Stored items
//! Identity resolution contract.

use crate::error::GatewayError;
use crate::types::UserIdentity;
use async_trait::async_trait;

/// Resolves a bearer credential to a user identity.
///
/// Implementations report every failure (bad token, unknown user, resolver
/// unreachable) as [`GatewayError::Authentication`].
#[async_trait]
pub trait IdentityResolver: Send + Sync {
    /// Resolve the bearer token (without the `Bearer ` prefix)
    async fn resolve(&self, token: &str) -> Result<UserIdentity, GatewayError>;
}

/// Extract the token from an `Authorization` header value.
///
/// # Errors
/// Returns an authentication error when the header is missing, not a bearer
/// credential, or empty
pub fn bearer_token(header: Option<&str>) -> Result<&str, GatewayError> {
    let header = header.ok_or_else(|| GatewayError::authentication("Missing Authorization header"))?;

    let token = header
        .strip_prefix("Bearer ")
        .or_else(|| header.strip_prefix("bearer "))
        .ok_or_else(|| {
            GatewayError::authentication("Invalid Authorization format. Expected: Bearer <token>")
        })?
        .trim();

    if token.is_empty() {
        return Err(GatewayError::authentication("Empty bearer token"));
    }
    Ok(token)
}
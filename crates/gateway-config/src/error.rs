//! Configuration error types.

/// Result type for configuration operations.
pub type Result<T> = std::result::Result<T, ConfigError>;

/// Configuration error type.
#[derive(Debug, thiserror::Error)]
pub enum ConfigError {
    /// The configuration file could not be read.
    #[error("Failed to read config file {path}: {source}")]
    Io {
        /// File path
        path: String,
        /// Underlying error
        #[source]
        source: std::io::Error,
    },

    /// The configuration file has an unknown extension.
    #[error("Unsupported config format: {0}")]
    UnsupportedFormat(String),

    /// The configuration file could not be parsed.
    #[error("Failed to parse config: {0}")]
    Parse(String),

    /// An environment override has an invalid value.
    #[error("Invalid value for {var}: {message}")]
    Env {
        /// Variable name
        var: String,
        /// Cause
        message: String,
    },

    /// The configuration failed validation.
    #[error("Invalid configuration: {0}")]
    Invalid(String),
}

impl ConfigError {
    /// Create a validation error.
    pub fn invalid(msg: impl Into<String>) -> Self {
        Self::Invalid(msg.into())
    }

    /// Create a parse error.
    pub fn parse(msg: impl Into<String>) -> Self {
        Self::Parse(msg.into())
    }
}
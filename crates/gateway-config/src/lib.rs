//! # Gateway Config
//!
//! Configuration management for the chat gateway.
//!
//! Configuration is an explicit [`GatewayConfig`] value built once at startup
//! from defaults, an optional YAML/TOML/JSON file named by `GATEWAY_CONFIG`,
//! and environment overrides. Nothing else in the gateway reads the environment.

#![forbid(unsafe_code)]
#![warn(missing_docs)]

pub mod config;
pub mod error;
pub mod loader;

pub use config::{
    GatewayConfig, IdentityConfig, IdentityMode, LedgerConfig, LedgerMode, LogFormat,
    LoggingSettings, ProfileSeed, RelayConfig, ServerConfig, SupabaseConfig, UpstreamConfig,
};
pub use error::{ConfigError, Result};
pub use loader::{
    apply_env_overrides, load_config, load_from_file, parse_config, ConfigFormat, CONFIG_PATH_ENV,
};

--

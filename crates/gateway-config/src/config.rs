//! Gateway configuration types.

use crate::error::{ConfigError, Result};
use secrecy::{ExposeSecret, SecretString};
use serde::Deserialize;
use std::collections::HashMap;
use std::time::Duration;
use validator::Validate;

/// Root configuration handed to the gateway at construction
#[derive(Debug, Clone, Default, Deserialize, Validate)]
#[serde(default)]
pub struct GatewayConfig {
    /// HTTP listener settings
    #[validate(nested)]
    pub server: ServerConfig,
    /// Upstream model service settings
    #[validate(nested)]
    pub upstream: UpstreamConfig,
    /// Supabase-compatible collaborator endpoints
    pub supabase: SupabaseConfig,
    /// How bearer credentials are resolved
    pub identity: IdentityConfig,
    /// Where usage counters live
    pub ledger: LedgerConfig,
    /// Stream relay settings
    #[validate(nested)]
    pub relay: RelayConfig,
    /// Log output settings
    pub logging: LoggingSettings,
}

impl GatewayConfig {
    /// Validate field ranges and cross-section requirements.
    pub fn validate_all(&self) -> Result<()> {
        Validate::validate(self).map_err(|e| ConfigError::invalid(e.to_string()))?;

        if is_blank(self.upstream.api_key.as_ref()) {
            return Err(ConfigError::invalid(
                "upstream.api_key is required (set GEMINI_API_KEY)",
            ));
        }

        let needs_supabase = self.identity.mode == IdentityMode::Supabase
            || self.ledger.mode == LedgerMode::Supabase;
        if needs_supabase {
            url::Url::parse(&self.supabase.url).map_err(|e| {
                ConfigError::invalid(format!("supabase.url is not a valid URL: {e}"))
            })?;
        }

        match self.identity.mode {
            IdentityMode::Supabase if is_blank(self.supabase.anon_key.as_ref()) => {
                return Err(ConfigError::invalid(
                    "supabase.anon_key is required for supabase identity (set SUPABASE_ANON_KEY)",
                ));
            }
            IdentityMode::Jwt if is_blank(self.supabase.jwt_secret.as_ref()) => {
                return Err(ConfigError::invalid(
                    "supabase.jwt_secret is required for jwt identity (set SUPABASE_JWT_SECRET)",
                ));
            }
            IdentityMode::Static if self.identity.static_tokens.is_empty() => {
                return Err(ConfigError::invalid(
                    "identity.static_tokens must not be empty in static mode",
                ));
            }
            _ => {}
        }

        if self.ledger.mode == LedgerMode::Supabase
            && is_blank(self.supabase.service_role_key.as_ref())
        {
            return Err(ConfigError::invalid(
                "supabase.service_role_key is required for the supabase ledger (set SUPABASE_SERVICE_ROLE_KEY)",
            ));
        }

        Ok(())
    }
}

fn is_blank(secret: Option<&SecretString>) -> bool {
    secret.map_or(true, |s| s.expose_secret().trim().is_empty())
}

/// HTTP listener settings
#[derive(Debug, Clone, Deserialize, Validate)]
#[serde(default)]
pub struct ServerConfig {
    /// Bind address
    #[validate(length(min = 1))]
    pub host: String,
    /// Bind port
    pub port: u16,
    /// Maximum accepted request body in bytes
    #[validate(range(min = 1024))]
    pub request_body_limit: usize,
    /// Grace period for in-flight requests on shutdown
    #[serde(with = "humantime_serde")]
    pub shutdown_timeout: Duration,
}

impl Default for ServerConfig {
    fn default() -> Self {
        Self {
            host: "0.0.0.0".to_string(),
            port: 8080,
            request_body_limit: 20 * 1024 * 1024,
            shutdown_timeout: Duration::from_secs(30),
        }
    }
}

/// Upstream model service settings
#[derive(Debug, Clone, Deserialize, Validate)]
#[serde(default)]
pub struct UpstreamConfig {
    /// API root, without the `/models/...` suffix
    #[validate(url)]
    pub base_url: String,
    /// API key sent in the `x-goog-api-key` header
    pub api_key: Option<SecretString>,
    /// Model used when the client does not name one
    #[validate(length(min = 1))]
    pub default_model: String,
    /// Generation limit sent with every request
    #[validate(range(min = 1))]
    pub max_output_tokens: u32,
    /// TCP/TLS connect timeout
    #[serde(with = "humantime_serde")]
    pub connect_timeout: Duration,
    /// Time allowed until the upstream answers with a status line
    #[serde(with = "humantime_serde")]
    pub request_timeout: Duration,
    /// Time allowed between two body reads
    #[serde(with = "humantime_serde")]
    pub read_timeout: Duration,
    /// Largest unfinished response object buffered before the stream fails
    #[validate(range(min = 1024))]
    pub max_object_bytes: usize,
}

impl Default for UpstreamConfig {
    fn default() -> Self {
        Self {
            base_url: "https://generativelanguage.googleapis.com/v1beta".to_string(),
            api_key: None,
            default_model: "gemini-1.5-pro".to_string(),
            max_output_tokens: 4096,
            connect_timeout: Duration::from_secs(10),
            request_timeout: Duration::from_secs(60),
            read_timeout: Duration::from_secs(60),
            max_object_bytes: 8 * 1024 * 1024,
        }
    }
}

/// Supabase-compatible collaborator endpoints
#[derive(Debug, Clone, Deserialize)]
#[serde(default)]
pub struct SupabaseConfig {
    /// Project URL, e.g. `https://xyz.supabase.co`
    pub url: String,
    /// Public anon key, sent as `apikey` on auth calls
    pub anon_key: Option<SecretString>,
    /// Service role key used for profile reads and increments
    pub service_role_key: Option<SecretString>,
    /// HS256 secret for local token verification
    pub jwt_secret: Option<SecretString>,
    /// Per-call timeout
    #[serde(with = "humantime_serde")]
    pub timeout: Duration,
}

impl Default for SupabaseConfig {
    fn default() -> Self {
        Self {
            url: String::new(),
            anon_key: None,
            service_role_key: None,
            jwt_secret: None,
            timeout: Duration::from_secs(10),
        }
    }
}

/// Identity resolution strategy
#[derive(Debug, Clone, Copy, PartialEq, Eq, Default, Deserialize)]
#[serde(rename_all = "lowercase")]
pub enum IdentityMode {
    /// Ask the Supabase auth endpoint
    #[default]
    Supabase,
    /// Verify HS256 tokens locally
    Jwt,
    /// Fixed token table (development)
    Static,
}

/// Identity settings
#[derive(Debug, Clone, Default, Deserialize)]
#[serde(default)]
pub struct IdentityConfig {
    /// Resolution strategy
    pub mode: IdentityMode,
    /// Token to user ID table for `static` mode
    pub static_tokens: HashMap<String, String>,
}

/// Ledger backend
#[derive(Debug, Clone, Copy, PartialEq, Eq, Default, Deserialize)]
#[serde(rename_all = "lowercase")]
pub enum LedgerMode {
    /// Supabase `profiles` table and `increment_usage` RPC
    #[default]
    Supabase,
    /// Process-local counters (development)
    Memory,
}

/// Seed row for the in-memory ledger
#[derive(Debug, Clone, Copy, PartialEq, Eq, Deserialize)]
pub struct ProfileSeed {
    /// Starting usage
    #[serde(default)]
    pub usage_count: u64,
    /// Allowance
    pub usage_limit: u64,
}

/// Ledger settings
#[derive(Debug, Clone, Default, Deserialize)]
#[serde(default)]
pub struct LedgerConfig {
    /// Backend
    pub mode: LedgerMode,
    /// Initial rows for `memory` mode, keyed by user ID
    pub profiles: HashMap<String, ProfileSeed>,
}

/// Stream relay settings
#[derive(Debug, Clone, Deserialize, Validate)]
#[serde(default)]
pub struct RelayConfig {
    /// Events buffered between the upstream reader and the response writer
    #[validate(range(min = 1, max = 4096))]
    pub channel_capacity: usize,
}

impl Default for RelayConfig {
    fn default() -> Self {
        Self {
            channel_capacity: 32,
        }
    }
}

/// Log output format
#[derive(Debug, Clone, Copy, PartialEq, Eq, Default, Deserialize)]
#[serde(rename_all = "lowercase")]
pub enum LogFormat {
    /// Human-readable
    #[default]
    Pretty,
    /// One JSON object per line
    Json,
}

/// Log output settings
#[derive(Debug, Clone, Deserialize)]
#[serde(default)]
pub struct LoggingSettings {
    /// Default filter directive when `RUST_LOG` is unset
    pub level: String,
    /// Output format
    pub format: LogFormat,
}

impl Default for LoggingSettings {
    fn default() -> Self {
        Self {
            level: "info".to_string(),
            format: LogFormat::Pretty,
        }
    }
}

---

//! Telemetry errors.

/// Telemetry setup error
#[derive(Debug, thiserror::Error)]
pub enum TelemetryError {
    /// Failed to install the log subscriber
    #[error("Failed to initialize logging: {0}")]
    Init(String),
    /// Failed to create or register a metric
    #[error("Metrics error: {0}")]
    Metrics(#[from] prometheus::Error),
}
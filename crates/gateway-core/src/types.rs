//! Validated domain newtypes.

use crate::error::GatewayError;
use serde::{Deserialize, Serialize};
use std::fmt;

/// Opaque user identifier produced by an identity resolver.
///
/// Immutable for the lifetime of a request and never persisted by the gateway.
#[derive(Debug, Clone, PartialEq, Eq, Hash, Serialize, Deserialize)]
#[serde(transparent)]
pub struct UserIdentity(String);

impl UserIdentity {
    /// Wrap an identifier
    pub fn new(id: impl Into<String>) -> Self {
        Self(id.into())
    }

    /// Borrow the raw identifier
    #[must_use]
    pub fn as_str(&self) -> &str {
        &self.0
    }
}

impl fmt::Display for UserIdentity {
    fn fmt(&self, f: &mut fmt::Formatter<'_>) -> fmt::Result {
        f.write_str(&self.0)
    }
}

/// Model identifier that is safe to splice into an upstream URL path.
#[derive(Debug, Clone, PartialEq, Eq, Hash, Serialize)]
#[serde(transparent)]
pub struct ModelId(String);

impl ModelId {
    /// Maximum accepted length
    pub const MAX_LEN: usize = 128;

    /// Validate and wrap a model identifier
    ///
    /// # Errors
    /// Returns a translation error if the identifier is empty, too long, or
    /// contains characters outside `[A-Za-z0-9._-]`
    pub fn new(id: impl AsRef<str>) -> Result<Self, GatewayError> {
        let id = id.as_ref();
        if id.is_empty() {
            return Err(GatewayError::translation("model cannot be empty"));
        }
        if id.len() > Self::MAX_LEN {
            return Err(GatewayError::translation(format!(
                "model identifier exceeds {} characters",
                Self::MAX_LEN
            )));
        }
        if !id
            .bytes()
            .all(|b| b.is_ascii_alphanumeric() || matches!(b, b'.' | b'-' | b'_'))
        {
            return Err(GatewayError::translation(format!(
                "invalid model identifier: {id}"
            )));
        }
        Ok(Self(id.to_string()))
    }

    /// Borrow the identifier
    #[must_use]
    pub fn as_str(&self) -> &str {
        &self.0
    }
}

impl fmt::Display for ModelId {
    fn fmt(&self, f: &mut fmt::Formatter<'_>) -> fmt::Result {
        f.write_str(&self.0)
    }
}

--- Instructions for the task ---
Starting from the records above, filter out all lines except those containing the word "could".

--- Response box ---
    /// The configuration file could not be read.
    /// The configuration file could not be parsed.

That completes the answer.